Record set Block Start

//! Reference grammar front end.
//!
//! A precedence-climbing parser over A1-style formula text that drives a
//! [`FormulaConverter`] directly: operands are pushed as they are recognized, operators after
//! their operands, and every operand is reclassified for its consumer before the consumer is
//! pushed.

mod lexer;

use crate::address::{parse_a1, parse_r1c1, CellAddr};
use crate::class::RefClass;
use crate::converter::{FormulaConverter, OperatorSymbol};
use crate::error::ConvertError;
use crate::ptg::{ArrayValue, AttrKind, ErrorCode};
use crate::resolver::ParseState;

use lexer::{Lexeme, Token};

/// Function nesting limit (Excel allows 64 levels).
const MAX_NESTED_CALLS: usize = 64;

/// Limit on recursive sub-expressions: groups, prefix operators and calls together.
const MAX_NESTING: usize = 128;

/// Why the front end stopped early.
enum Halt {
    /// The error policy raised.
    Failed(ConvertError),
    /// An error was recorded in degrade mode; the rest of the formula is skipped.
    Recovered,
}

impl From<ConvertError> for Halt {
    fn from(err: ConvertError) -> Self {
        Halt::Failed(err)
    }
}

type PResult<T = ()> = Result<T, Halt>;

/// Parse context for one nesting level.
#[derive(Debug, Clone, Copy)]
struct Scope {
    state: ParseState,
    /// `,` is the union operator here (not an argument separator).
    union: bool,
}

impl Scope {
    fn nested(self, union: bool) -> Self {
        Self {
            state: self.state.nested(),
            union,
        }
    }
}

#[derive(Debug, Clone, Copy, PartialEq, Eq)]
enum BinaryKind {
    /// Consumes values: arithmetic, comparison, concatenation.
    Value(OperatorSymbol),
    /// Consumes references: `:`, `,`, intersection.
    Reference(char),
}
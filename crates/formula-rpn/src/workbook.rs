//! Workbook lookups needed while converting a formula.
//!
//! The converter only sees the narrow [`WorkbookNames`] interface. Methods take `&self` so one
//! workbook can serve several conversions at once; implementations that mutate (placeholder
//! names, new EXTERNSHEET entries) synchronize internally, as [`InMemoryWorkbook`] does.

use std::sync::{PoisonError, RwLock};

/// Where a `Qualifier!Name` reference points.
#[derive(Debug, Clone, Copy, PartialEq, Eq)]
pub enum NameScope {
    /// Defined in this workbook.
    Local,
    /// Defined in another workbook, addressed through EXTERNSHEET entry `ixti`.
    External { ixti: u16 },
}

pub trait WorkbookNames {
    /// EXTERNSHEET index for a local sheet (`Sheet1`) or sheet span (`Sheet1:Sheet3`).
    fn external_sheet_index(&self, sheet: &str) -> Option<u16>;

    /// Create the EXTERNSHEET entry for `sheet` if the sheet exists.
    fn ensure_external_sheet(&self, sheet: &str) -> Option<u16>;

    /// 1-based index of a workbook-level defined name.
    fn name_index(&self, name: &str) -> Option<u16>;

    /// Define an empty placeholder name and return its index.
    fn add_placeholder_name(&self, name: &str) -> Option<u16>;

    /// Resolve the qualifier of `Qualifier!Name`.
    fn name_scope(&self, qualifier: &str) -> Option<NameScope>;

    /// 1-based index of `name` in the external workbook behind `ixti`.
    fn external_name_index(&self, ixti: u16, name: &str) -> Option<u16>;

    /// Create the external name slot for `name` if missing.
    fn ensure_external_name(&self, ixti: u16, name: &str) -> Option<u16>;
}

impl<T: WorkbookNames + ?Sized> WorkbookNames for &T {
    fn external_sheet_index(&self, sheet: &str) -> Option<u16> {
        (**self).external_sheet_index(sheet)
    }
    fn ensure_external_sheet(&self, sheet: &str) -> Option<u16> {
        (**self).ensure_external_sheet(sheet)
    }
    fn name_index(&self, name: &str) -> Option<u16> {
        (**self).name_index(name)
    }
    fn add_placeholder_name(&self, name: &str) -> Option<u16> {
        (**self).add_placeholder_name(name)
    }
    fn name_scope(&self, qualifier: &str) -> Option<NameScope> {
        (**self).name_scope(qualifier)
    }
    fn external_name_index(&self, ixti: u16, name: &str) -> Option<u16> {
        (**self).external_name_index(ixti, name)
    }
    fn ensure_external_name(&self, ixti: u16, name: &str) -> Option<u16> {
        (**self).ensure_external_name(ixti, name)
    }
}

#[derive(Debug, Clone, PartialEq, Eq)]
enum XtiTarget {
    Local { first: usize, last: usize },
    Book(usize),
}

#[derive(Debug, Clone, Default)]
struct ExternalBook {
    name: String,
    names: Vec<String>,
}

#[derive(Debug, Clone, Default)]
struct Tables {
    sheets: Vec<String>,
    names: Vec<String>,
    books: Vec<ExternalBook>,
    xti: Vec<XtiTarget>,
}

/// A self-contained workbook model: sheets, defined names, external books, EXTERNSHEET table.
#[derive(Debug, Default)]
pub struct InMemoryWorkbook {
    name: String,
    tables: RwLock<Tables>,
}

fn eq_ignore_case(a: &str, b: &str) -> bool {
    a.eq_ignore_ascii_case(b)
}

fn to_u16(index: usize) -> Option<u16> {
    u16::try_from(index).ok()
}

impl InMemoryWorkbook {
    pub fn new(name: impl Into<String>) -> Self {
        Self {
            name: name.into(),
            tables: RwLock::default(),
        }
    }

    pub fn with_sheet(self, sheet: impl Into<String>) -> Self {
        self.write().sheets.push(sheet.into());
        self
    }

    pub fn with_name(self, name: impl Into<String>) -> Self {
        self.write().names.push(name.into());
        self
    }

    /// Register an external workbook and its defined names. Also creates its EXTERNSHEET entry.
    pub fn with_external_book(self, book: impl Into<String>, names: &[&str]) -> Self {
        {
            let mut tables = self.write();
            let index = tables.books.len();
            tables.books.push(ExternalBook {
                name: book.into(),
                names: names.iter().map(|n| (*n).to_string()).collect(),
            });
            tables.xti.push(XtiTarget::Book(index));
        }
        self
    }

    pub fn name(&self) -> &str {
        &self.name
    }

    /// Defined names, in index order (index 1 first).
    pub fn defined_names(&self) -> Vec<String> {
        self.read().names.clone()
    }

    pub fn external_sheet_count(&self) -> usize {
        self.read().xti.len()
    }

    fn read(&self) -> std::sync::RwLockReadGuard<'_, Tables> {
        self.tables.read().unwrap_or_else(PoisonError::into_inner)
    }

    fn write(&self) -> std::sync::RwLockWriteGuard<'_, Tables> {
        self.tables.write().unwrap_or_else(PoisonError::into_inner)
    }

    fn sheet_span(tables: &Tables, sheet: &str) -> Option<XtiTarget> {
        let (first, last) = sheet.split_once(':').unwrap_or((sheet, sheet));
        let find = |s: &str| tables.sheets.iter().position(|n| eq_ignore_case(n, s));
        Some(XtiTarget::Local {
            first: find(first)?,
            last: find(last)?,
        })
    }
}

impl WorkbookNames for InMemoryWorkbook {
    fn external_sheet_index(&self, sheet: &str) -> Option<u16> {
        let tables = self.read();
        let target = Self::sheet_span(&tables, sheet)?;
        to_u16(tables.xti.iter().position(|x| *x == target)?)
    }

    fn ensure_external_sheet(&self, sheet: &str) -> Option<u16> {
        let mut tables = self.write();
        let target = Self::sheet_span(&tables, sheet)?;
        if let Some(pos) = tables.xti.iter().position(|x| *x == target) {
            return to_u16(pos);
        }
        tables.xti.push(target);
        to_u16(tables.xti.len() - 1)
    }

    fn name_index(&self, name: &str) -> Option<u16> {
        let tables = self.read();
        to_u16(tables.names.iter().position(|n| eq_ignore_case(n, name))? + 1)
    }

    fn add_placeholder_name(&self, name: &str) -> Option<u16> {
        let mut tables = self.write();
        if let Some(pos) = tables.names.iter().position(|n| eq_ignore_case(n, name)) {
            return to_u16(pos + 1);
        }
        tables.names.push(name.to_string());
        to_u16(tables.names.len())
    }

    fn name_scope(&self, qualifier: &str) -> Option<NameScope> {
        if eq_ignore_case(qualifier, &self.name) {
            return Some(NameScope::Local);
        }
        let tables = self.read();
        if tables.sheets.iter().any(|s| eq_ignore_case(s, qualifier)) {
            return Some(NameScope::Local);
        }
        let book = tables
            .books
            .iter()
            .position(|b| eq_ignore_case(&b.name, qualifier))?;
        let ixti = tables.xti.iter().position(|x| *x == XtiTarget::Book(book))?;
        Some(NameScope::External { ixti: to_u16(ixti)? })
    }

    fn external_name_index(&self, ixti: u16, name: &str) -> Option<u16> {
        let tables = self.read();
        let XtiTarget::Book(book) = tables.xti.get(usize::from(ixti))? else {
            return None;
        };
        let names = &tables.books[*book].names;
        to_u16(names.iter().position(|n| eq_ignore_case(n, name))? + 1)
    }

    fn ensure_external_name(&self, ixti: u16, name: &str) -> Option<u16> {
        let mut tables = self.write();
        let book = match tables.xti.get(usize::from(ixti))? {
            XtiTarget::Book(book) => *book,
            XtiTarget::Local { .. } => return None,
        };
        let names = &mut tables.books[book].names;
        if let Some(pos) = names.iter().position(|n| eq_ignore_case(n, name)) {
            return to_u16(pos + 1);
        }
        names.push(name.to_string());
        to_u16(names.len())
    }
}

#[cfg(test)]
mod tests {
    use super::*;

    fn workbook() -> InMemoryWorkbook {
        InMemoryWorkbook::new("Book1.xls")
            .with_sheet("Sheet1")
            .with_sheet("Sheet2")
            .with_sheet("Sheet3")
            .with_name("Sales")
            .with_external_book("Rates.xls", &["Usd"])
    }

    #[test]
    fn external_sheets_are_created_on_demand() {
        let wb = workbook();
        assert_eq!(wb.external_sheet_index("Sheet2"), None);
        assert_eq!(wb.ensure_external_sheet("sheet2"), Some(1));
        assert_eq!(wb.external_sheet_index("Sheet2"), Some(1));
        assert_eq!(wb.ensure_external_sheet("Sheet1:Sheet3"), Some(2));
        assert_eq!(wb.ensure_external_sheet("Missing"), None);
    }

    #[test]
    fn names_are_one_based_and_placeholders_append() {
        let wb = workbook();
        assert_eq!(wb.name_index("sales"), Some(1));
        assert_eq!(wb.name_index("Later"), None);
        assert_eq!(wb.add_placeholder_name("Later"), Some(2));
        assert_eq!(wb.add_placeholder_name("LATER"), Some(2));
        assert_eq!(wb.defined_names(), vec!["Sales", "Later"]);
    }

    #[test]
    fn name_scope_distinguishes_local_and_external() {
        let wb = workbook();
        assert_eq!(wb.name_scope("Book1.xls"), Some(NameScope::Local));
        assert_eq!(wb.name_scope("Sheet3"), Some(NameScope::Local));
        assert_eq!(wb.name_scope("Rates.xls"), Some(NameScope::External { ixti: 0 }));
        assert_eq!(wb.name_scope("Unknown.xls"), None);

        assert_eq!(wb.external_name_index(0, "usd"), Some(1));
        assert_eq!(wb.external_name_index(0, "Eur"), None);
        assert_eq!(wb.ensure_external_name(0, "Eur"), Some(2));
    }
}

Record set Block End

**Instructions to follow:** Precisely reproduce the lines of the entries, beginning at the first and ending at the one containing "impl From<ConvertError> for". Add nothing.

**Output of the task:**
//! Reference grammar front end.
//!
//! A precedence-climbing parser over A1-style formula text that drives a
//! [`FormulaConverter`] directly: operands are pushed as they are recognized, operators after
//! their operands, and every operand is reclassified for its consumer before the consumer is
//! pushed.

mod lexer;

use crate::address::{parse_a1, parse_r1c1, CellAddr};
use crate::class::RefClass;
use crate::converter::{FormulaConverter, OperatorSymbol};
use crate::error::ConvertError;
use crate::ptg::{ArrayValue, AttrKind, ErrorCode};
use crate::resolver::ParseState;

use lexer::{Lexeme, Token};

/// Function nesting limit (Excel allows 64 levels).
const MAX_NESTED_CALLS: usize = 64;

/// Limit on recursive sub-expressions: groups, prefix operators and calls together.
const MAX_NESTING: usize = 128;

/// Why the front end stopped early.
enum Halt {
    /// The error policy raised.
    Failed(ConvertError),
    /// An error was recorded in degrade mode; the rest of the formula is skipped.
    Recovered,
}

impl From<ConvertError> for Halt {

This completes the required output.